# model_loader.py
from transformers import AutoModelForCausalLM, AutoTokenizer
import torch
from safetensors.torch import load_file
from config import DEVICE, MODEL_LIST

def load_model(model_name):
    """
    Load a model efficiently with memory optimization.
    Supports:
    - Hugging Face repos
    - Local safetensor weights
    Optimizations:
    - FP16/BF16
    - CPU offloading if GPU memory is low
    """
    try:
        if model_name.endswith(".safetensors"):
            print(f"[INFO] Loading safetensor model: {model_name}")
            tokenizer = AutoTokenizer.from_pretrained("gpt2")
            model = AutoModelForCausalLM.from_pretrained(
                "gpt2",
                state_dict=load_file(model_name),
                device_map="auto",           # Automatically places layers on GPU/CPU
                torch_dtype=torch.float16
            )
        else:
            print(f"[INFO] Loading Hugging Face model: {model_name}")

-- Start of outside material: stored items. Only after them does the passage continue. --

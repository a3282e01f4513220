//! The set of discovered but not yet expanded nodes.

use std::collections::{BinaryHeap, VecDeque};

/// How the frontier chooses the next node to expand.
#[derive(Debug, Clone, Copy, PartialEq, Eq)]
pub(crate) enum Discipline {
    /// First in, first out.
    Fifo,
    /// Smallest key first, ties by insertion order.
    MinKey,
}

/// Heap entry, ordered so that `BinaryHeap` (a max-heap) pops the smallest
/// key first and, among equal keys, the earliest insertion.
#[derive(Clone, Copy, Eq, PartialEq)]
struct Entry {
    key: i32,
    seq: u64,
    idx: usize,
}

impl Ord for Entry {
    fn cmp(&self, other: &Self) -> std::cmp::Ordering {
        other
            .key
            .cmp(&self.key)
            .then_with(|| other.seq.cmp(&self.seq))
    }
}

impl PartialOrd for Entry {
    fn partial_cmp(&self, other: &Self) -> Option<std::cmp::Ordering> {
        Some(self.cmp(other))
    }
}

enum Queue {
    Fifo(VecDeque<usize>),
    Heap(BinaryHeap<Entry>),
}

/// Frontier over the flat node indices of one graph.
///
/// A node is pending from [`push`](Self::push) until it is popped or the
/// frontier is cleared. Lowering a pending node's key pushes a fresh heap
/// entry that keeps the node's original insertion sequence; the superseded
/// entry is dropped lazily when it surfaces.
pub(crate) struct Frontier {
    queue: Queue,
    keys: Vec<i32>,
    seqs: Vec<u64>,
    pending: Vec<bool>,
    live: usize,
    next_seq: u64,
}

impl Frontier {
    /// Create an empty frontier for a graph of `len` nodes.
    pub(crate) fn new(discipline: Discipline, len: usize) -> Self {
        let queue = match discipline {
            Discipline::Fifo => Queue::Fifo(VecDeque::new()),
            Discipline::MinKey => Queue::Heap(BinaryHeap::new()),
        };
        Self {
            queue,
            keys: vec![0; len],
            seqs: vec![0; len],
            pending: vec![false; len],
            live: 0,
            next_seq: 0,
        }
    }

    /// Insert `idx` with priority `key`. Each node enters at most once per run.
    pub(crate) fn push(&mut self, idx: usize, key: i32) {
        debug_assert!(!self.pending[idx], "node {idx} pushed twice");
        self.pending[idx] = true;
        self.keys[idx] = key;
        self.seqs[idx] = self.next_seq;
        self.next_seq += 1;
        self.live += 1;
        match &mut self.queue {
            Queue::Fifo(q) => q.push_back(idx),
            Queue::Heap(h) => h.push(Entry {
                key,
                seq: self.seqs[idx],
                idx,
            }),
        }
    }

    /// Lower the key of a pending node. Ignored for nodes that are not
    /// pending or when `key` is not smaller than the current one.
    pub(crate) fn decrease(&mut self, idx: usize, key: i32) {
        if !self.pending[idx] || key >= self.keys[idx] {
            return;
        }
        self.keys[idx] = key;
        if let Queue::Heap(h) = &mut self.queue {
            h.push(Entry {
                key,
                seq: self.seqs[idx],
                idx,
            });
        }
    }

    /// Remove and return the next node to expand.
    pub(crate) fn pop(&mut self) -> Option<usize> {
        let idx = match &mut self.queue {
            Queue::Fifo(q) => q.pop_front()?,
            Queue::Heap(h) => loop {
                let e = h.pop()?;
                if self.pending[e.idx] && self.keys[e.idx] == e.key {
                    break e.idx;
                }
            },
        };
        self.pending[idx] = false;
        self.live -= 1;
        Some(idx)
    }

    /// Drop every pending node.
    pub(crate) fn clear(&mut self) {
        match &mut self.queue {
            Queue::Fifo(q) => q.clear(),
            Queue::Heap(h) => h.clear(),
        }
        self.pending.fill(false);
        self.live = 0;
    }

    /// Number of pending nodes.
    #[inline]
    pub(crate) fn len(&self) -> usize {
        self.live
    }

    #[inline]
    pub(crate) fn contains(&self, idx: usize) -> bool {
        self.pending.get(idx).copied().unwrap_or(false)
    }
}
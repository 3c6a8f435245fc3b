//! Handoff to the Caddy process
//!
//! On Unix the entrypoint replaces its own process image with Caddy, so Caddy
//! keeps the container's PID and signals. Once that succeeds nothing after it
//! runs here.

use crate::error::EntrypointError;
use std::convert::Infallible;
use std::ffi::OsString;
use std::io;
use std::path::Path;
use std::process::Command;
use tracing::info;

/// Config adapter passed to `caddy run`
pub const CADDYFILE_ADAPTER: &str = "caddyfile";

/// A fully resolved proxy command line
#[derive(Debug, Clone, PartialEq, Eq)]
pub struct ProxyInvocation {
    /// Executable name or path, looked up on PATH
    pub program: String,
    /// Arguments after the program name
    pub args: Vec<OsString>,
}

impl ProxyInvocation {
    /// `caddy run --config <config_path> --adapter caddyfile`
    pub fn caddy_run(program: impl Into<String>, config_path: &Path) -> Self {
        Self {
            program: program.into(),
            args: vec![
                OsString::from("run"),
                OsString::from("--config"),
                config_path.as_os_str().to_os_string(),
                OsString::from("--adapter"),
                OsString::from(CADDYFILE_ADAPTER),
            ],
        }
    }

    /// Human readable command line for logs
    pub fn command_line(&self) -> String {
        std::iter::once(self.program.clone())
            .chain(self.args.iter().map(|a| a.to_string_lossy().into_owned()))
            .collect::<Vec<_>>()
            .join(" ")
    }

    pub fn to_command(&self) -> Command {
        let mut cmd = Command::new(&self.program);
        cmd.args(&self.args);
        cmd
    }
}

/// Something that can hand the process over to the proxy
pub trait Executor {
    /// Replace the current process with `invocation`.
    ///
    /// Only returns if the handoff failed.
    fn exec(&self, invocation: &ProxyInvocation) -> io::Error;
}

/// Executor backed by the operating system
#[derive(Debug, Clone, Copy, Default)]
pub struct SystemExecutor;

impl Executor for SystemExecutor {
    #[cfg(unix)]
    fn exec(&self, invocation: &ProxyInvocation) -> io::Error {
        use std::os::unix::process::CommandExt;

        invocation.to_command().exec()
    }

    #[cfg(not(unix))]
    fn exec(&self, invocation: &ProxyInvocation) -> io::Error {
        // No image replacement available: run to completion and mirror the exit status
        match invocation.to_command().status() {
            Ok(status) => std::process::exit(status.code().unwrap_or(1)),
            Err(e) => e,
        }
    }
}

/// Transfer control to the proxy
///
/// `Ok` is uninhabited: a successful handoff never comes back.
pub fn handoff<E: Executor + ?Sized>(
    executor: &E,
    invocation: &ProxyInvocation,
) -> Result<Infallible, EntrypointError> {
    info!(command = %invocation.command_line(), "Executing Caddy");

    let e = executor.exec(invocation);
    Err(EntrypointError::exec(invocation.program.clone(), e))
}

#[cfg(test)]
mod tests {
    use super::*;
    use std::cell::RefCell;

    struct FailingExecutor {
        kind: io::ErrorKind,
        calls: RefCell<Vec<ProxyInvocation>>,
    }

    impl FailingExecutor {
        fn new(kind: io::ErrorKind) -> Self {
            Self {
                kind,
                calls: RefCell::new(Vec::new()),
            }
        }
    }

    impl Executor for FailingExecutor {
        fn exec(&self, invocation: &ProxyInvocation) -> io::Error {
            self.calls.borrow_mut().push(invocation.clone());
            io::Error::from(self.kind)
        }
    }

    #[test]
    fn test_caddy_run_arguments() {
        let invocation = ProxyInvocation::caddy_run("caddy", Path::new("/etc/caddy/Caddyfile"));

        assert_eq!(invocation.program, "caddy");
        assert_eq!(
            invocation.args,
            vec![
                OsString::from("run"),
                OsString::from("--config"),
                OsString::from("/etc/caddy/Caddyfile"),
                OsString::from("--adapter"),
                OsString::from("caddyfile"),
            ]
        );
        assert_eq!(
            invocation.command_line(),
            "caddy run --config /etc/caddy/Caddyfile --adapter caddyfile"
        );
    }

    #[test]
    fn test_to_command() {
        let invocation = ProxyInvocation::caddy_run("/opt/caddy", Path::new("/tmp/Caddyfile"));
        let cmd = invocation.to_command();

        assert_eq!(cmd.get_program(), "/opt/caddy");
        let args: Vec<_> = cmd.get_args().collect();
        assert_eq!(args, vec!["run", "--config", "/tmp/Caddyfile", "--adapter", "caddyfile"]);
    }

    #[test]
    fn test_handoff_passes_invocation_to_executor() {
        let executor = FailingExecutor::new(io::ErrorKind::Other);
        let invocation = ProxyInvocation::caddy_run("caddy", Path::new("/etc/caddy/Caddyfile"));

        let err = handoff(&executor, &invocation).unwrap_err();

        assert_eq!(executor.calls.borrow().as_slice(), &[invocation]);
        assert!(matches!(err, EntrypointError::Exec { .. }));
    }

    #[test]
    fn test_handoff_missing_binary() {
        let executor = FailingExecutor::new(io::ErrorKind::NotFound);
        let invocation = ProxyInvocation::caddy_run("caddy", Path::new("/etc/caddy/Caddyfile"));

        let err = handoff(&executor, &invocation).unwrap_err();

        assert!(matches!(err, EntrypointError::ProxyNotFound { ref program, .. } if program == "caddy"));
    }

    #[cfg(unix)]
    #[test]
    fn test_system_executor_reports_missing_binary() {
        let invocation = ProxyInvocation::caddy_run(
            "/nonexistent/caddy-entrypoint-test-binary",
            Path::new("/tmp/Caddyfile"),
        );

        let err = SystemExecutor.exec(&invocation);
        assert_eq!(err.kind(), io::ErrorKind::NotFound);
    }
}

            tokenizer = AutoTokenizer.from_pretrained(model_name)
            model = AutoModelForCausalLM.from_pretrained(
                model_name,
                device_map="auto",
                torch_dtype=torch.float16
            )
    except RuntimeError as e:
        print(f"[WARN] GPU memory insufficient, switching to CPU offload. {e}")
        # CPU offload
        from accelerate import init_empty_weights, load_checkpoint_and_dispatch
        from transformers import AutoConfig

        config = AutoConfig.from_pretrained(model_name)

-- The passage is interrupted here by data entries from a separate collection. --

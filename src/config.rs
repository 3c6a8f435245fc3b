use std::collections::HashMap;
use std::path::PathBuf;

/// Environment variable holding the listen port
pub const PROXY_PORT_VAR: &str = "PROXY_PORT";
/// Environment variable holding the upstream environment URL
pub const HCC_ENV_URL_VAR: &str = "HCC_ENV_URL";
/// Environment variable holding the routes JSON path
pub const ROUTES_JSON_PATH_VAR: &str = "ROUTES_JSON_PATH";
/// Environment variable holding the Caddyfile template path
pub const CADDYFILE_TEMPLATE_PATH_VAR: &str = "CADDYFILE_TEMPLATE_PATH";
/// Environment variable holding the generated Caddyfile path
pub const CADDYFILE_OUTPUT_PATH_VAR: &str = "CADDYFILE_OUTPUT_PATH";
/// Environment variable overriding the proxy executable
pub const CADDY_BIN_VAR: &str = "CADDY_BIN";

/// Source of configuration values, keyed by environment variable name
pub trait EnvSource {
    /// Look up a value. `None` means the default applies.
    fn var(&self, key: &str) -> Option<String>;
}

/// The real process environment
#[derive(Debug, Clone, Copy, Default)]
pub struct ProcessEnv;

impl EnvSource for ProcessEnv {
    fn var(&self, key: &str) -> Option<String> {
        // Non-unicode values fall back to the default like unset ones
        std::env::var(key).ok()
    }
}

impl EnvSource for HashMap<String, String> {
    fn var(&self, key: &str) -> Option<String> {
        self.get(key).cloned()
    }
}

/// Startup settings for the entrypoint
///
/// Built once before any file is touched and never mutated afterwards.
#[derive(Debug, Clone, PartialEq, Eq)]
pub struct Settings {
    /// Port substituted for `{$PROXY_PORT}` (default: 443)
    pub proxy_port: String,

    /// Upstream base URL substituted for `{$HCC_ENV_URL}`
    pub hcc_env_url: String,

    /// Optional route-mapping JSON (default: /config/routes.json)
    pub routes_json_path: PathBuf,

    /// Caddyfile template to read
    pub caddyfile_template_path: PathBuf,

    /// Where the generated Caddyfile is written
    pub caddyfile_output_path: PathBuf,

    /// Proxy executable, resolved through PATH (default: caddy)
    pub caddy_bin: String,
}

impl Settings {
    /// Build settings from the process environment
    pub fn from_env() -> Self {
        Self::from_source(&ProcessEnv)
    }

    /// Build settings from any key/value source, applying defaults for missing keys
    pub fn from_source<S: EnvSource + ?Sized>(source: &S) -> Self {
        Self {
            proxy_port: source
                .var(PROXY_PORT_VAR)
                .unwrap_or_else(default_proxy_port),
            hcc_env_url: source
                .var(HCC_ENV_URL_VAR)
                .unwrap_or_else(default_hcc_env_url),
            routes_json_path: source
                .var(ROUTES_JSON_PATH_VAR)
                .map(PathBuf::from)
                .unwrap_or_else(default_routes_json_path),
            caddyfile_template_path: source
                .var(CADDYFILE_TEMPLATE_PATH_VAR)
                .map(PathBuf::from)
                .unwrap_or_else(default_caddyfile_template_path),
            caddyfile_output_path: source
                .var(CADDYFILE_OUTPUT_PATH_VAR)
                .map(PathBuf::from)
                .unwrap_or_else(default_caddyfile_output_path),
            caddy_bin: source.var(CADDY_BIN_VAR).unwrap_or_else(default_caddy_bin),
        }
    }
}

impl Default for Settings {
    fn default() -> Self {
        Self {
            proxy_port: default_proxy_port(),
            hcc_env_url: default_hcc_env_url(),
            routes_json_path: default_routes_json_path(),
            caddyfile_template_path: default_caddyfile_template_path(),
            caddyfile_output_path: default_caddyfile_output_path(),
            caddy_bin: default_caddy_bin(),
        }
    }
}

fn default_proxy_port() -> String {
    "443".to_string()
}

fn default_hcc_env_url() -> String {
    "https://api.stage.hcc.example.com".to_string()
}

fn default_routes_json_path() -> PathBuf {
    PathBuf::from("/config/routes.json")
}

fn default_caddyfile_template_path() -> PathBuf {
    PathBuf::from("/etc/caddy/Caddyfile.template")
}

fn default_caddyfile_output_path() -> PathBuf {
    PathBuf::from("/etc/caddy/Caddyfile")
}

fn default_caddy_bin() -> String {
    "caddy".to_string()
}

#[cfg(test)]
mod tests {
    use super::*;

    fn source(pairs: &[(&str, &str)]) -> HashMap<String, String> {
        pairs
            .iter()
            .map(|(k, v)| (k.to_string(), v.to_string()))
            .collect()
    }

    #[test]
    fn test_defaults_when_source_empty() {
        let settings = Settings::from_source(&HashMap::new());

        assert_eq!(settings.proxy_port, "443");
        assert_eq!(settings.hcc_env_url, "https://api.stage.hcc.example.com");
        assert_eq!(settings.routes_json_path, PathBuf::from("/config/routes.json"));
        assert_eq!(
            settings.caddyfile_template_path,
            PathBuf::from("/etc/caddy/Caddyfile.template")
        );
        assert_eq!(
            settings.caddyfile_output_path,
            PathBuf::from("/etc/caddy/Caddyfile")
        );
        assert_eq!(settings.caddy_bin, "caddy");
        assert_eq!(settings, Settings::default());
    }

    #[test]
    fn test_overrides_from_source() {
        let settings = Settings::from_source(&source(&[
            ("PROXY_PORT", "8443"),
            ("HCC_ENV_URL", "https://console.example.com"),
            ("ROUTES_JSON_PATH", "/tmp/routes.json"),
            ("CADDYFILE_TEMPLATE_PATH", "/tmp/Caddyfile.template"),
            ("CADDYFILE_OUTPUT_PATH", "/tmp/Caddyfile"),
            ("CADDY_BIN", "/usr/local/bin/caddy"),
        ]));

        assert_eq!(settings.proxy_port, "8443");
        assert_eq!(settings.hcc_env_url, "https://console.example.com");
        assert_eq!(settings.routes_json_path, PathBuf::from("/tmp/routes.json"));
        assert_eq!(
            settings.caddyfile_template_path,
            PathBuf::from("/tmp/Caddyfile.template")
        );
        assert_eq!(settings.caddyfile_output_path, PathBuf::from("/tmp/Caddyfile"));
        assert_eq!(settings.caddy_bin, "/usr/local/bin/caddy");
    }

    #[test]
    fn test_partial_overrides_keep_other_defaults() {
        let settings = Settings::from_source(&source(&[("PROXY_PORT", "9000")]));

        assert_eq!(settings.proxy_port, "9000");
        assert_eq!(settings.hcc_env_url, "https://api.stage.hcc.example.com");
        assert_eq!(settings.caddy_bin, "caddy");
    }

    #[test]
    fn test_empty_value_is_used_verbatim() {
        let settings = Settings::from_source(&source(&[("HCC_ENV_URL", "")]));
        assert_eq!(settings.hcc_env_url, "");
    }

    #[test]
    fn test_unrelated_keys_ignored() {
        let settings = Settings::from_source(&source(&[("PORT", "1234")]));
        assert_eq!(settings.proxy_port, "443");
    }
}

        with init_empty_weights():
            model = AutoModelForCausalLM.from_config(config)
        model = load_checkpoint_and_dispatch(
            model,
            model_name,
            device_map={"": "cpu"},
            no_split_module_classes=["GPT2Block"]
        )
        tokenizer = AutoTokenizer.from_pretrained(model_name)

    model.to(DEVICE)
    return tokenizer, model